Floating in a sea of cash, a totally new concept got born: "disposable" income. That would have seemed like a complete oxymoron at any time before in history. Only the hereditary upper, or leisure, classes of Europe could ever conceive of having any significant amount more money than it took to eat and stay warm. Two major new industries were spawned as garbage bins into which urban workers might "dispose" of this unnecessary wealth: luxury consumer goods and entertainment.

Utopianism was real popular. "Labor saving devices" abounded and glowing pictures of the future got painted. Industrial capitalism was going to turn every citizen into an aristocrat. It would take so few hours per week to earn enough to live the life of luxury that EVERYONE would become a "Renaissance Man" (or woman). The arts would flourish, literacy would be universal, people would spend their spare time painting great art, and writing and acting in original plays, and reading and writing great works of philosophy, and yadda, yadda, yadda.

Not everyone shared this utopian vision. Some social critics foresaw a two-tiered world of haves and have-nots, with the have-nots living underground in the bowels of the city working like slaves and the capitalist and bureaucratic living above ground in all this luxury. "Metropolis" is a wonderfully realized silent film portraying this.

Other critics saw people losing their humanity - becoming interchangeable like the parts of the machines they spent their days operating. Charlie Chaplin was so biting and perceptive in his satire, such as that of "Modern Times" that he made MANY enemies and would find himself exiled from the US 25 years later for "un-American activities" and "communist sympathizing."

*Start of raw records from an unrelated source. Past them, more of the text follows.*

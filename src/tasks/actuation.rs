/*
 * This file is part of Sensorloop.
 *
 * Copyright (C) 2025 Sensorloop contributors
 *
 * Sensorloop is free software: you can redistribute it and/or modify
 * it under the terms of the GNU General Public License as published by
 * the Free Software Foundation, either version 3 of the License, or
 * (at your option) any later version.
 *
 * Sensorloop is distributed in the hope that it will be useful,
 * but WITHOUT ANY WARRANTY; without even the implied warranty of
 * MERCHANTABILITY or FITNESS FOR A PARTICULAR PURPOSE. See the
 * GNU General Public License for more details.
 *
 * You should have received a copy of the GNU General Public License
 * along with Sensorloop. If not, see <https://www.gnu.org/licenses/>.
 */

//! Actuation task: threshold comparison and actuator drive
//!
//! Decisions are taken for all sensors inside one registry critical section,
//! so every comparison sees a consistent value/threshold pair. The actuator is
//! driven after the lock is released. The comparison is strictly greater-than
//! with no hysteresis; a value hovering around its threshold will toggle the
//! actuator every cycle.

use std::sync::Arc;
use std::time::Duration;

use tracing::{info, trace};

use super::Shutdown;
use crate::actuator::Actuator;
use crate::registry::SensorRegistry;

/// One on/off decision for one sensor
#[derive(Debug, Clone, PartialEq)]
pub struct Decision {
    pub sensor: String,
    pub value: f64,
    pub threshold: f64,
    pub state: bool,
}

pub struct ActuationTask {
    registry: Arc<SensorRegistry>,
    actuator: Arc<dyn Actuator>,
    period: Duration,
}

impl ActuationTask {
    pub fn new(registry: Arc<SensorRegistry>, actuator: Arc<dyn Actuator>, period: Duration) -> Self {
        Self {
            registry,
            actuator,
            period,
        }
    }

    /// Compare every sensor against its threshold
    pub fn decide(&self) -> Vec<Decision> {
        let guard = self.registry.lock();
        let mut decisions = Vec::with_capacity(guard.len());
        guard.for_each(|s| {
            decisions.push(Decision {
                sensor: s.name.to_string(),
                value: s.value,
                threshold: s.threshold,
                state: s.is_above_threshold(),
            })
        });
        decisions
    }

    /// Decide, then call `control` once per sensor in registry order
    pub fn cycle(&self) -> Vec<Decision> {
        let decisions = self.decide();
        for d in &decisions {
            trace!(sensor = %d.sensor, value = d.value, threshold = d.threshold, state = d.state, "Actuation decision");
            self.actuator.control(d.state);
        }
        decisions
    }

    pub fn run(self, shutdown: Shutdown) {
        info!(period_ms = self.period.as_millis() as u64, "Actuation task started");
        loop {
            self.cycle();
            if !shutdown.sleep(self.period) {
                break;
            }
        }
        info!("Actuation task stopped");
    }
}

Aldous Huxley wrote the first dystopian novel of the modern era: "Brave New World" showing that all-consuming consumption might lead to a world where sex and reproduction were completely separated, children were reared in state-run facilities, and the population routinely narcotized itself. People laughed him off saying he was preaching gloom and doom. They were just having so much FUN.

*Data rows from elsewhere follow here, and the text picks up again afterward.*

use chrono::Utc;
use grafana_mcp_core::envelope::EnvelopeSpec;
use grafana_mcp_core::error::{Error, Result};
use serde_json::{Map, Value, json};

use crate::args::{arg_optional_string, arg_optional_u64, echo, path_segment, required_string};
use crate::capabilities::Capability;
use crate::registry::{ParamKind, ParamSpec, ToolContext, ToolDescriptor, ToolFuture};
use crate::tools::time::{time_window, unix_nanos};
use crate::tools::{ensure_datasource, proxy_path, string_items, success_data};

pub const LOG_RESULTS: EnvelopeSpec = EnvelopeSpec::new("loki_log_results", "log_entries");
pub const LABEL_NAMES: EnvelopeSpec = EnvelopeSpec::new("loki_label_names_result", "labels");
pub const LABEL_VALUES: EnvelopeSpec = EnvelopeSpec::new("loki_label_values_result", "values");
pub const STATS: EnvelopeSpec = EnvelopeSpec::object("loki_stats");

const MAX_LOG_LIMIT: u64 = 100;
const DEFAULT_LOG_LIMIT: u64 = 10;

fn base(tool: ToolDescriptor) -> ToolDescriptor {
    tool.with_capability(Capability::Loki).with_param(ParamSpec::required(
        "datasourceUid",
        ParamKind::String,
        "UID of the Loki datasource",
    ))
}

fn window(tool: ToolDescriptor) -> ToolDescriptor {
    tool.with_param(ParamSpec::optional(
        "startRfc3339",
        ParamKind::String,
        "Start of the window (default one hour ago)",
    ))
    .with_param(ParamSpec::optional(
        "endRfc3339",
        ParamKind::String,
        "End of the window (default now)",
    ))
}

pub fn descriptors() -> Vec<ToolDescriptor> {
    vec![
        window(
            base(ToolDescriptor::new(
                "query_loki_logs",
                "Query Loki logs",
                "Execute a LogQL query against a Loki datasource and return matching log \
                 entries with their labels.",
                LOG_RESULTS,
                query_loki_logs,
            ))
            .with_param(ParamSpec::required("logql", ParamKind::String, "LogQL query")),
        )
        .with_param(ParamSpec::optional(
            "limit",
            ParamKind::Integer,
            "Maximum entries, 1 to 100 (default 10)",
        ))
        .with_param(ParamSpec::optional(
            "direction",
            ParamKind::String,
            "'backward' (default, newest first) or 'forward'",
        )),
        window(base(ToolDescriptor::new(
            "list_loki_label_names",
            "List Loki label names",
            "List the label keys present in a Loki datasource.",
            LABEL_NAMES,
            list_label_names,
        ))),
        window(
            base(ToolDescriptor::new(
                "list_loki_label_values",
                "List Loki label values",
                "List the values of one label in a Loki datasource.",
                LABEL_VALUES,
                list_label_values,
            ))
            .with_param(ParamSpec::required("labelName", ParamKind::String, "Label name")),
        ),
        window(
            base(ToolDescriptor::new(
                "query_loki_stats",
                "Get Loki log statistics",
                "Return stream, chunk, entry and byte counts for a LogQL selector.",
                STATS,
                query_loki_stats,
            ))
            .with_param(ParamSpec::required("logql", ParamKind::String, "LogQL selector")),
        ),
    ]
}

fn clamp_limit(requested: Option<u64>) -> u64 {
    requested.map_or(DEFAULT_LOG_LIMIT, |limit| limit.clamp(1, MAX_LOG_LIMIT))
}

/// Flatten streams into entries. Lines that parse as a JSON number become
/// `value` entries (metric queries); everything else is kept as `line`.
fn format_entries(streams: &Value) -> Vec<Value> {
    let Some(streams) = streams.as_array() else {
        return Vec::new();
    };
    let mut entries = Vec::new();
    for stream in streams.iter().filter_map(Value::as_object) {
        let labels = stream
            .get("stream")
            .filter(|labels| labels.is_object())
            .cloned()
            .unwrap_or_else(|| json!({}));
        let Some(values) = stream.get("values").and_then(Value::as_array) else {
            continue;
        };
        for pair in values.iter().filter_map(Value::as_array) {
            let [timestamp, raw, ..] = pair.as_slice() else {
                continue;
            };
            let timestamp = match timestamp {
                Value::String(ts) => ts.clone(),
                other => other.to_string(),
            };
            let parsed = raw
                .as_str()
                .and_then(|text| serde_json::from_str::<Value>(text).ok());
            let entry = match parsed.as_ref().and_then(Value::as_f64) {
                Some(number) => json!({"timestamp": timestamp, "value": number, "labels": labels}),
                None => {
                    let line = match raw {
                        Value::String(text) => text.clone(),
                        other => other.to_string(),
                    };
                    json!({"timestamp": timestamp, "line": line, "labels": labels})
                }
            };
            entries.push(entry);
        }
    }
    entries
}

fn query_loki_logs<'a>(ctx: &'a ToolContext, args: &'a Map<String, Value>) -> ToolFuture<'a> {
    Box::pin(async move {
        let uid = required_string(args, "datasourceUid")?;
        let logql = required_string(args, "logql")?;
        let limit = clamp_limit(arg_optional_u64(args, "limit")?);
        let direction = arg_optional_string(args, "direction")?
            .unwrap_or_else(|| "backward".to_string());
        if !matches!(direction.as_str(), "backward" | "forward") {
            return Err(Error::validation(
                "direction",
                "direction must be 'backward' or 'forward'",
            ));
        }
        let (start, end) = time_window(args, Utc::now())?;

        let uid = ensure_datasource(ctx, &uid).await?;
        let params = vec![
            ("query".to_string(), logql.clone()),
            ("start".to_string(), unix_nanos(start)),
            ("end".to_string(), unix_nanos(end)),
            ("limit".to_string(), limit.to_string()),
            ("direction".to_string(), direction.clone()),
        ];
        let payload = ctx
            .client()
            .get_json(&proxy_path(&uid, "/loki/api/v1/query_range"), &params)
            .await?;
        let data = success_data("Loki", payload)?;
        let entries = format_entries(data.get("result").unwrap_or(&Value::Null));

        Ok(ctx.respond(
            Value::Array(entries),
            echo([
                ("datasourceUid", Value::String(uid)),
                ("logql", Value::String(logql)),
                ("limit", json!(limit)),
                ("direction", Value::String(direction)),
            ]),
        ))
    })
}

async fn label_items(
    ctx: &ToolContext,
    uid: &str,
    path: &str,
    args: &Map<String, Value>,
) -> Result<Vec<Value>> {
    let mut params = Vec::new();
    if args.get("startRfc3339").is_some_and(|v| !v.is_null())
        || args.get("endRfc3339").is_some_and(|v| !v.is_null())
    {
        let (start, end) = time_window(args, Utc::now())?;
        params.push(("start".to_string(), unix_nanos(start)));
        params.push(("end".to_string(), unix_nanos(end)));
    }
    let payload = ctx.client().get_json(&proxy_path(uid, path), &params).await?;
    let data = success_data("Loki", payload)?;
    match data {
        Value::Null => Ok(Vec::new()),
        Value::Array(_) => Ok(string_items(&data)),
        _ => Err(Error::ToolExecution(
            "unexpected Loki label response format".to_string(),
        )),
    }
}

fn list_label_names<'a>(ctx: &'a ToolContext, args: &'a Map<String, Value>) -> ToolFuture<'a> {
    Box::pin(async move {
        let uid = required_string(args, "datasourceUid")?;
        let uid = ensure_datasource(ctx, &uid).await?;
        let labels = label_items(ctx, &uid, "/loki/api/v1/labels", args).await?;
        Ok(ctx.respond(
            Value::Array(labels),
            echo([("datasourceUid", Value::String(uid))]),
        ))
    })
}

fn list_label_values<'a>(ctx: &'a ToolContext, args: &'a Map<String, Value>) -> ToolFuture<'a> {
    Box::pin(async move {
        let uid = required_string(args, "datasourceUid")?;
        let label = required_string(args, "labelName")?;
        let path = format!("/loki/api/v1/label/{}/values", path_segment("labelName", &label)?);
        let uid = ensure_datasource(ctx, &uid).await?;
        let values = label_items(ctx, &uid, &path, args).await?;
        Ok(ctx.respond(
            Value::Array(values),
            echo([
                ("datasourceUid", Value::String(uid)),
                ("labelName", Value::String(label)),
            ]),
        ))
    })
}

fn query_loki_stats<'a>(ctx: &'a ToolContext, args: &'a Map<String, Value>) -> ToolFuture<'a> {
    Box::pin(async move {
        let uid = required_string(args, "datasourceUid")?;
        let logql = required_string(args, "logql")?;
        let (start, end) = time_window(args, Utc::now())?;
        let uid = ensure_datasource(ctx, &uid).await?;
        let params = vec![
            ("query".to_string(), logql.clone()),
            ("start".to_string(), unix_nanos(start)),
            ("end".to_string(), unix_nanos(end)),
        ];
        let stats = ctx
            .client()
            .get_json(&proxy_path(&uid, "/loki/api/v1/index/stats"), &params)
            .await?;
        if !stats.is_object() {
            return Err(Error::ToolExecution(
                "unexpected Loki stats response".to_string(),
            ));
        }
        Ok(ctx.respond(
            stats,
            echo([
                ("datasourceUid", Value::String(uid)),
                ("logql", Value::String(logql)),
            ]),
        ))
    })
}

#[cfg(test)]
mod tests {
    use super::*;
    use std::collections::BTreeSet;

    use chrono::{Duration, TimeZone};
    use mockito::Matcher;

    use crate::tools::default_registry;
    use crate::tools::test_support::context;

    #[test]
    fn limit_is_clamped() {
        assert_eq!(clamp_limit(None), 10);
        assert_eq!(clamp_limit(Some(0)), 1);
        assert_eq!(clamp_limit(Some(50)), 50);
        assert_eq!(clamp_limit(Some(5000)), 100);
    }

    #[test]
    fn default_window_is_last_hour() {
        let now = Utc.with_ymd_and_hms(2024, 5, 1, 12, 0, 0).single().expect("date");
        let (start, end) = time_window(&Map::new(), now).expect("window");
        assert_eq!(end, now);
        assert_eq!(end - start, Duration::hours(1));
    }

    #[test]
    fn entries_distinguish_lines_from_sample_values() {
        let streams = json!([
            {"stream": {"app": "api"}, "values": [["1714564800000000000", "GET /health 200"], ["1714564801000000000", "42"]]},
            {"stream": "bad", "values": [["1", "{\"level\":\"info\"}"], ["short"]]}
        ]);
        let entries = format_entries(&streams);
        assert_eq!(entries.len(), 3);
        assert_eq!(
            entries[0],
            json!({"timestamp": "1714564800000000000", "line": "GET /health 200", "labels": {"app": "api"}})
        );
        assert_eq!(entries[1]["value"], json!(42.0));
        assert_eq!(entries[2]["line"], json!("{\"level\":\"info\"}"));
        assert_eq!(entries[2]["labels"], json!({}));
    }

    #[tokio::test]
    async fn query_range_sends_clamped_limit_and_direction() {
        let mut server = mockito::Server::new_async().await;
        server
            .mock("GET", "/api/datasources/uid/logs")
            .with_status(200)
            .with_body(r#"{"uid":"logs","type":"loki"}"#)
            .create_async()
            .await;
        let query = server
            .mock("GET", "/api/datasources/proxy/uid/logs/loki/api/v1/query_range")
            .match_query(Matcher::AllOf(vec![
                Matcher::UrlEncoded("query".into(), r#"{app="api"}"#.into()),
                Matcher::UrlEncoded("limit".into(), "100".into()),
                Matcher::UrlEncoded("direction".into(), "backward".into()),
            ]))
            .with_status(200)
            .with_body(
                r#"{"status":"success","data":{"resultType":"streams","result":[{"stream":{"app":"api"},"values":[["1","hello"]]}]}}"#,
            )
            .create_async()
            .await;

        let registry = default_registry().expect("registry");
        let envelope = registry
            .dispatch(
                "query_loki_logs",
                &echo([
                    ("datasourceUid", json!("logs")),
                    ("logql", json!(r#"{app="api"}"#)),
                    ("limit", json!(1000)),
                ]),
                context(&server.url()),
                &BTreeSet::from([Capability::Loki]),
            )
            .await
            .expect("logs");
        assert_eq!(envelope.kind(), "loki_log_results");
        assert_eq!(envelope.total_count(), Some(1));
        assert_eq!(envelope.get("limit"), Some(&json!(100)));
        query.assert_async().await;
    }

    #[tokio::test]
    async fn label_values_without_window_send_no_time() {
        let mut server = mockito::Server::new_async().await;
        server
            .mock("GET", "/api/datasources/uid/logs")
            .with_status(200)
            .with_body("{}")
            .create_async()
            .await;
        server
            .mock("GET", "/api/datasources/proxy/uid/logs/loki/api/v1/label/app/values")
            .with_status(200)
            .with_body(r#"{"status":"success","data":["api","worker"]}"#)
            .create_async()
            .await;

        let registry = default_registry().expect("registry");
        let envelope = registry
            .dispatch(
                "list_loki_label_values",
                &echo([("datasourceUid", json!("logs")), ("labelName", json!("app"))]),
                context(&server.url()),
                &BTreeSet::from([Capability::Loki]),
            )
            .await
            .expect("values");
        assert_eq!(envelope.get("values"), Some(&json!(["api", "worker"])));
        assert_eq!(envelope.kind(), "loki_label_values_result");
    }
}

But there was trouble brewing in paradise. Money was so plentiful that in a country long conditioned to subsistence level living, making do, making things last as long as they could be made to last, and doing without things they didn't need, once men reached a level of comfort just slightly above where they were used to living they ceased being motivated to work as hard.

Enter - Andy Consumer!

Andy was the composite everyman profile which the new science/business of advertising used to predict and shape the buying habits of the nation. And Andy had a WIFE, Mrs. Consumer! So, while Andy was away at the factory, advertisers waged psychological war on Mrs. Consumer to make her dissatisfied with her life as it was and make her yearn for more consumer goods which were the guaranteed key to happiness. When Andy got home from a hard day at the factory, Mrs. Consumer was just FULL of newly planted ideas on how they (she) could spend his money and JUST COULDN'T WAIT to tell him about them. And, of course, Andy wanted to make the "little woman" happy so, of course, he'd be just HAPPY to work those extra hours to buy her all those goodies she wanted.

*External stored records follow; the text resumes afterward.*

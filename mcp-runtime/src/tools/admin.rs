use grafana_mcp_core::envelope::EnvelopeSpec;
use serde_json::{Map, Value, json};

use crate::args::{arg_optional_string, echo};
use crate::registry::{ParamKind, ParamSpec, ToolContext, ToolDescriptor, ToolFuture};

pub const TEAMS: EnvelopeSpec = EnvelopeSpec::new("teams_search_result", "teams");
pub const ORG_USERS: EnvelopeSpec = EnvelopeSpec::new("org_users_result", "users");

pub fn descriptors() -> Vec<ToolDescriptor> {
    vec![
        ToolDescriptor::new(
            "list_teams",
            "List teams",
            "Search Grafana teams by name. Returns the matching teams with the query and total \
             count.",
            TEAMS,
            list_teams,
        )
        .with_param(ParamSpec::optional(
            "query",
            ParamKind::String,
            "Team name filter",
        )),
        ToolDescriptor::new(
            "list_users_by_org",
            "List users by organization",
            "Return all users of the current Grafana organization with their email, role and \
             status.",
            ORG_USERS,
            list_users_by_org,
        ),
    ]
}

fn list_teams<'a>(ctx: &'a ToolContext, args: &'a Map<String, Value>) -> ToolFuture<'a> {
    Box::pin(async move {
        let query = arg_optional_string(args, "query")?;
        let params: Vec<(String, String)> = query
            .iter()
            .map(|q| ("query".to_string(), q.clone()))
            .collect();
        let raw = ctx.client().get_json("/teams/search", &params).await?;
        let teams = match raw {
            Value::Object(mut body) => body.remove("teams").filter(Value::is_array),
            list @ Value::Array(_) => Some(list),
            _ => None,
        }
        .unwrap_or_else(|| json!([]));
        Ok(ctx.respond(teams, echo([("query", json!(query))])))
    })
}

fn list_users_by_org<'a>(ctx: &'a ToolContext, _args: &'a Map<String, Value>) -> ToolFuture<'a> {
    Box::pin(async move {
        let raw = ctx.client().get_json("/org/users", &[]).await?;
        let users = if raw.is_array() { raw } else { json!([]) };
        Ok(ctx.respond(users, Map::new()))
    })
}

And here is where the first of the seeds of the great feminist explosion of the 1960s and beyond were planted. Up until this time, life had been a full time occupation requiring the dedicated effort of BOTH partners. That was life. People washed their own clothes, cut their own hair, and were very much generalists in the occupation of life. Only among the affluent urban elite did women have the luxury of ruminating on their oppression and lack of rights. Agrarian women, and men for that matter, often lived so far from polling places that suffrage for either sex was a non-issue. But women did get suffrage in 1920. During the 1920s, the flagship feminist issues of the 1960s were in full evidence: sexual freedom for women, birth control, and greater freedom from social restrictions on their behavior.

The Depression

The party lasted exactly 10 years. Speculation, over-extension, and the lack of expected growth in overseas markets once essential reconstruction of Europe was done, stalled the US economy and in 1929 over half the "wealth" in the country went "poof" almost overnight. The next 10 years were to be grim indeed. Capital dried up, banks failed and closed, unemployment reached 25%, millions of farmers couldn't make the payments on their farm equipment when their markets failed, the banks foreclosed and they were forced off the land into the cities to swell the already long bread lines. People became afraid of their own family ties as destitute relatives showed up at their door with no where else to go.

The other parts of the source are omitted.